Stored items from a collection

- - - -

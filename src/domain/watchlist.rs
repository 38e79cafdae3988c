//! In-memory watchlist with stop-proximity alerts.

use crate::domain::scanner::ScanResult;
use serde::Serialize;

/// Alerts fire once price is within this factor of the alert level.
pub const ALERT_PROXIMITY: f64 = 1.05;

#[derive(Debug, Clone, PartialEq, Serialize)]
pub struct WatchlistItem {
    pub symbol: String,
    pub alert_price: f64,
}

#[derive(Debug, Clone, PartialEq, Serialize)]
pub struct StopAlert {
    pub symbol: String,
    pub price: f64,
    pub alert_price: f64,
}

#[derive(Debug, Clone, Default)]
pub struct Watchlist {
    items: Vec<WatchlistItem>,
}

impl Watchlist {
    pub fn new() -> Self {
        Self::default()
    }

    pub fn items(&self) -> &[WatchlistItem] {
        &self.items
    }

    pub fn contains(&self, symbol: &str) -> bool {
        self.items.iter().any(|i| i.symbol == symbol)
    }

    /// Adds the result's symbol with its stop as alert level, or removes it if
    /// already watched. Returns whether the symbol is watched afterwards.
    pub fn toggle(&mut self, result: &ScanResult) -> bool {
        if self.contains(&result.symbol) {
            self.items.retain(|i| i.symbol != result.symbol);
            false
        } else {
            self.items.push(WatchlistItem {
                symbol: result.symbol.clone(),
                alert_price: result.setup.stop_loss,
            });
            true
        }
    }

    pub fn filter<'a>(&self, results: &'a [ScanResult]) -> Vec<&'a ScanResult> {
        results.iter().filter(|r| self.contains(&r.symbol)).collect()
    }

    pub fn alerts(&self, results: &[ScanResult]) -> Vec<StopAlert> {
        results
            .iter()
            .filter_map(|r| {
                let item = self.items.iter().find(|i| i.symbol == r.symbol)?;
                (r.price <= item.alert_price * ALERT_PROXIMITY).then(|| StopAlert {
                    symbol: r.symbol.clone(),
                    price: r.price,
                    alert_price: item.alert_price,
                })
            })
            .collect()
    }
}
//! vcphunter: Taiwan-market trend screener and position sizer.
//!
//! Hexagonal architecture: domain logic in [`domain`], port traits in [`ports`],
//! concrete implementations in [`adapters`].

pub mod adapters;
pub mod cli;
pub mod domain;
pub mod ports;
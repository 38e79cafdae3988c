//! Typed, time-bounded row fetching shared by the loaders.

use crate::domain::error::HunterError;
use crate::ports::data_port::{DataPort, Dataset};
use chrono::NaiveDate;
use serde::de::DeserializeOwned;
use std::time::Duration;

/// Fetches `dataset` rows and deserializes every row into `T`.
///
/// A single malformed row fails the whole fetch. A fetch that outlives
/// `timeout` is reported as an HTTP error.
pub async fn fetch_rows<T: DeserializeOwned>(
    port: &dyn DataPort,
    dataset: Dataset,
    symbol: &str,
    start_date: NaiveDate,
    timeout: Duration,
) -> Result<Vec<T>, HunterError> {
    let raw = tokio::time::timeout(timeout, port.fetch_dataset(dataset, symbol, start_date))
        .await
        .map_err(|_| HunterError::Http {
            reason: format!("{dataset} fetch for {symbol} timed out after {timeout:?}"),
        })??;

    raw.into_iter()
        .map(|row| {
            serde_json::from_value(row).map_err(|e| HunterError::DataParse {
                dataset: dataset.to_string(),
                reason: e.to_string(),
            })
        })
        .collect()
}
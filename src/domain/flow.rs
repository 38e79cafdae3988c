//! Institutional flow aggregation.

use crate::domain::bar_loader::SHARES_PER_LOT;
use crate::domain::fetch::fetch_rows;
use crate::domain::ohlcv::round_half_up;
use crate::ports::data_port::{DataPort, Dataset};
use chrono::NaiveDate;
use serde::{Deserialize, Serialize};
use std::time::Duration;

pub const FOREIGN_INVESTOR: &str = "Foreign_Investor";
pub const INVESTMENT_TRUST: &str = "Investment_Trust";

/// Net lots bought by foreign investors and investment trusts over the window.
#[derive(Debug, Clone, Copy, Default, PartialEq, Eq, Serialize)]
pub struct InstitutionalFlow {
    pub foreign_net_buy: i64,
    pub trust_net_buy: i64,
}

#[derive(Debug, Clone, Deserialize)]
pub struct InstitutionalRow {
    pub date: NaiveDate,
    pub name: String,
    pub buy: f64,
    pub sell: f64,
}

/// Nets buy minus sell per class over the last `max_rows` rows, in lots.
///
/// The feed interleaves classes and days in one list; classes other than
/// foreign investors and investment trusts are ignored.
pub fn aggregate_flow(rows: &[InstitutionalRow], max_rows: usize) -> InstitutionalFlow {
    let start = rows.len().saturating_sub(max_rows);
    let (mut foreign, mut trust) = (0.0, 0.0);

    for row in &rows[start..] {
        match row.name.as_str() {
            FOREIGN_INVESTOR => foreign += row.buy - row.sell,
            INVESTMENT_TRUST => trust += row.buy - row.sell,
            _ => {}
        }
    }

    InstitutionalFlow {
        foreign_net_buy: round_half_up(foreign / SHARES_PER_LOT),
        trust_net_buy: round_half_up(trust / SHARES_PER_LOT),
    }
}

pub async fn load_institutional_flow(
    port: &dyn DataPort,
    symbol: &str,
    start_date: NaiveDate,
    max_rows: usize,
    timeout: Duration,
) -> InstitutionalFlow {
    match fetch_rows::<InstitutionalRow>(
        port,
        Dataset::InstitutionalInvestors,
        symbol,
        start_date,
        timeout,
    )
    .await
    {
        Ok(rows) => aggregate_flow(&rows, max_rows),
        Err(e) => {
            tracing::warn!(symbol, error = %e, "institutional fetch failed, using zero flow");
            InstitutionalFlow::default()
        }
    }
}
//! Market scan orchestration.
//!
//! For every universe entry the three fetches (bars, institutional flow,
//! fundamentals) run concurrently and are joined before evaluation. Symbols are
//! scanned concurrently too; result order follows the universe order. Each
//! loader absorbs its own failures, so one bad symbol never aborts the scan.

use crate::domain::bar_loader::load_bars;
use crate::domain::flow::{load_institutional_flow, InstitutionalFlow};
use crate::domain::fundamentals::{load_fundamentals, Fundamentals};
use crate::domain::ohlcv::OhlcvBar;
use crate::domain::strategy::{day_change_pct, evaluate, Strategy, TradeSetup};
use crate::domain::trend::{trend_status, TrendStatus};
use crate::domain::universe::UniverseEntry;
use crate::ports::data_port::DataPort;
use chrono::{Duration as ChronoDuration, NaiveDate};
use futures::future::join_all;
use serde::Serialize;
use std::time::Duration;

/// Floor on `ScanOptions::min_bars`; shorter series are never scanned.
pub const MIN_BARS: usize = 50;

#[derive(Debug, Clone)]
pub struct ScanOptions {
    pub as_of: NaiveDate,
    pub strategy: Strategy,
    pub price_lookback_days: i64,
    pub flow_lookback_days: i64,
    pub flow_max_rows: usize,
    pub revenue_lookback_days: i64,
    pub min_bars: usize,
    pub gate_fundamentals: bool,
    pub fetch_timeout: Duration,
}

impl ScanOptions {
    pub fn new(as_of: NaiveDate, strategy: Strategy) -> Self {
        Self {
            as_of,
            strategy,
            price_lookback_days: 365,
            flow_lookback_days: 10,
            flow_max_rows: 15,
            revenue_lookback_days: 400,
            min_bars: MIN_BARS,
            gate_fundamentals: false,
            fetch_timeout: Duration::from_secs(15),
        }
    }

    fn start(&self, days: i64) -> NaiveDate {
        self.as_of - ChronoDuration::days(days)
    }
}

#[derive(Debug, Clone, Serialize)]
pub struct ScanResult {
    pub symbol: String,
    pub name: String,
    pub sector: String,
    pub strategy: Strategy,
    pub price: f64,
    pub change_pct: f64,
    pub trend: TrendStatus,
    pub candles: Vec<OhlcvBar>,
    pub chips: InstitutionalFlow,
    pub fundamentals: Fundamentals,
    pub setup: TradeSetup,
    pub rationale: String,
}

pub async fn scan_market(
    port: &dyn DataPort,
    universe: &[UniverseEntry],
    options: &ScanOptions,
) -> Vec<ScanResult> {
    tracing::info!(
        symbols = universe.len(),
        strategy = %options.strategy,
        as_of = %options.as_of,
        "starting market scan"
    );

    let results: Vec<ScanResult> = join_all(universe.iter().map(|entry| scan_symbol(port, entry, options)))
        .await
        .into_iter()
        .flatten()
        .collect();

    tracing::info!(
        passed = results.len(),
        scanned = universe.len(),
        "market scan complete"
    );
    results
}

pub async fn scan_symbol(
    port: &dyn DataPort,
    entry: &UniverseEntry,
    options: &ScanOptions,
) -> Option<ScanResult> {
    let symbol = entry.symbol.as_str();
    let timeout = options.fetch_timeout;

    let (candles, chips, fundamentals) = tokio::join!(
        load_bars(port, symbol, options.start(options.price_lookback_days), timeout),
        load_institutional_flow(
            port,
            symbol,
            options.start(options.flow_lookback_days),
            options.flow_max_rows,
            timeout,
        ),
        load_fundamentals(port, symbol, options.start(options.revenue_lookback_days), timeout),
    );

    let min_bars = options.min_bars.max(MIN_BARS);
    if candles.len() < min_bars {
        tracing::info!(
            symbol,
            bars = candles.len(),
            minimum = min_bars,
            "skipping: insufficient bars"
        );
        return None;
    }

    let Some(evaluation) = evaluate(
        options.strategy,
        &candles,
        &chips,
        &fundamentals,
        options.gate_fundamentals,
    ) else {
        tracing::debug!(symbol, strategy = %options.strategy, "filter not passed");
        return None;
    };

    let last = candles.last()?;
    let price = last.close;
    let change_pct = day_change_pct(&candles);
    let trend = trend_status(price, last);

    tracing::info!(symbol, price, pivot = evaluation.setup.pivot_price, "setup found");

    Some(ScanResult {
        symbol: entry.display_symbol(),
        name: entry.name.clone(),
        sector: entry.sector.clone(),
        strategy: options.strategy,
        price,
        change_pct,
        trend,
        candles,
        chips,
        fundamentals,
        setup: evaluation.setup,
        rationale: evaluation.rationale,
    })
}
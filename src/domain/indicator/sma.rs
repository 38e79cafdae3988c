//! Simple moving average.
//!
//! SMA(n)[i] = round2(sum(F[i-j] for j in 0..n) / n)
//! Warmup: the first (n-1) slots are absent.

use crate::domain::indicator::{IndicatorSeries, IndicatorType, PriceField};
use crate::domain::ohlcv::{round2, OhlcvBar};

/// Trailing mean of `field` over `period` bars, one slot per input bar.
pub fn moving_average(bars: &[OhlcvBar], period: usize, field: PriceField) -> Vec<Option<f64>> {
    if period == 0 {
        return vec![None; bars.len()];
    }
    let mut values = Vec::with_capacity(bars.len());
    let mut window_sum = 0.0;

    for (i, bar) in bars.iter().enumerate() {
        window_sum += field.of(bar);
        if i >= period {
            window_sum -= field.of(&bars[i - period]);
        }
        values.push((i + 1 >= period).then(|| round2(window_sum / period as f64)));
    }
    values
}

pub fn calculate(bars: &[OhlcvBar], indicator_type: IndicatorType) -> IndicatorSeries {
    IndicatorSeries {
        indicator_type,
        values: moving_average(bars, indicator_type.period(), indicator_type.field()),
    }
}
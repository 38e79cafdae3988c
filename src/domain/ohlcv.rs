//! Daily bar representation.

use chrono::NaiveDate;
use serde::Serialize;

/// Trailing indicators attached to a bar once its series has been loaded.
///
/// A value is `None` until the series holds enough preceding bars for the
/// period; it is never zero-filled.
#[derive(Debug, Clone, Default, PartialEq, Serialize)]
pub struct BarIndicators {
    pub ma10: Option<f64>,
    pub ma20: Option<f64>,
    pub ma50: Option<f64>,
    pub ma150: Option<f64>,
    pub ma200: Option<f64>,
    pub vol_ma50: Option<f64>,
}

/// One trading day for one symbol. Volume is in round lots (1,000 shares).
#[derive(Debug, Clone, PartialEq, Serialize)]
pub struct OhlcvBar {
    pub date: NaiveDate,
    pub open: f64,
    pub high: f64,
    pub low: f64,
    pub close: f64,
    pub volume: i64,
    #[serde(flatten)]
    pub indicators: BarIndicators,
}

impl OhlcvBar {
    pub fn new(date: NaiveDate, open: f64, high: f64, low: f64, close: f64, volume: i64) -> Self {
        Self {
            date,
            open,
            high,
            low,
            close,
            volume,
            indicators: BarIndicators::default(),
        }
    }
}

/// Highest high over the trailing `n` bars (or fewer, when the series is shorter).
pub fn trailing_high(bars: &[OhlcvBar], n: usize) -> Option<f64> {
    let start = bars.len().saturating_sub(n);
    bars[start..].iter().map(|b| b.high).reduce(f64::max)
}

/// Lowest low over the trailing `n` bars (or fewer, when the series is shorter).
pub fn trailing_low(bars: &[OhlcvBar], n: usize) -> Option<f64> {
    let start = bars.len().saturating_sub(n);
    bars[start..].iter().map(|b| b.low).reduce(f64::min)
}

/// Round to 2 decimal places.
pub fn round2(value: f64) -> f64 {
    (value * 100.0).round() / 100.0
}

/// Round to the nearest integer, halves toward positive infinity.
pub fn round_half_up(value: f64) -> i64 {
    (value + 0.5).floor() as i64
}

- - - -

* Problem description *
Above are the records. Print exactly, and only, the lines from the line with "let min_bars = options.min_bars.max(MIN_BARS);" to the line with "filename src/domain/ohlcv.rs", both inclusive.

* Reply to the exercise *
    let min_bars = options.min_bars.max(MIN_BARS);
    if candles.len() < min_bars {
        tracing::info!(
            symbol,
            bars = candles.len(),
            minimum = min_bars,
            "skipping: insufficient bars"
        );
        return None;
    }

    let Some(evaluation) = evaluate(
        options.strategy,
        &candles,
        &chips,
        &fundamentals,
        options.gate_fundamentals,
    ) else {
        tracing::debug!(symbol, strategy = %options.strategy, "filter not passed");
        return None;
    };

    let last = candles.last()?;
    let price = last.close;
    let change_pct = day_change_pct(&candles);
    let trend = trend_status(price, last);

    tracing::info!(symbol, price, pivot = evaluation.setup.pivot_price, "setup found");

    Some(ScanResult {
        symbol: entry.display_symbol(),
        name: entry.name.clone(),
        sector: entry.sector.clone(),
        strategy: options.strategy,
        price,
        change_pct,
        trend,
        candles,
        chips,
        fundamentals,
        setup: evaluation.setup,
        rationale: evaluation.rationale,
    })
}
filename src/domain/indicator/sma.rs
repository 38e79cafdae3988c
//! Simple moving average.
//!
//! SMA(n)[i] = round2(sum(F[i-j] for j in 0..n) / n)
//! Warmup: the first (n-1) slots are absent.

use crate::domain::indicator::{IndicatorSeries, IndicatorType, PriceField};
use crate::domain::ohlcv::{round2, OhlcvBar};

/// Trailing mean of `field` over `period` bars, one slot per input bar.
pub fn moving_average(bars: &[OhlcvBar], period: usize, field: PriceField) -> Vec<Option<f64>> {
    if period == 0 {
        return vec![None; bars.len()];
    }
    let mut values = Vec::with_capacity(bars.len());
    let mut window_sum = 0.0;

    for (i, bar) in bars.iter().enumerate() {
        window_sum += field.of(bar);
        if i >= period {
            window_sum -= field.of(&bars[i - period]);
        }
        values.push((i + 1 >= period).then(|| round2(window_sum / period as f64)));
    }
    values
}

pub fn calculate(bars: &[OhlcvBar], indicator_type: IndicatorType) -> IndicatorSeries {
    IndicatorSeries {
        indicator_type,
        values: moving_average(bars, indicator_type.period(), indicator_type.field()),
    }
}
repository 38e79cafdae3988c
filename src/domain/ohlcv.rs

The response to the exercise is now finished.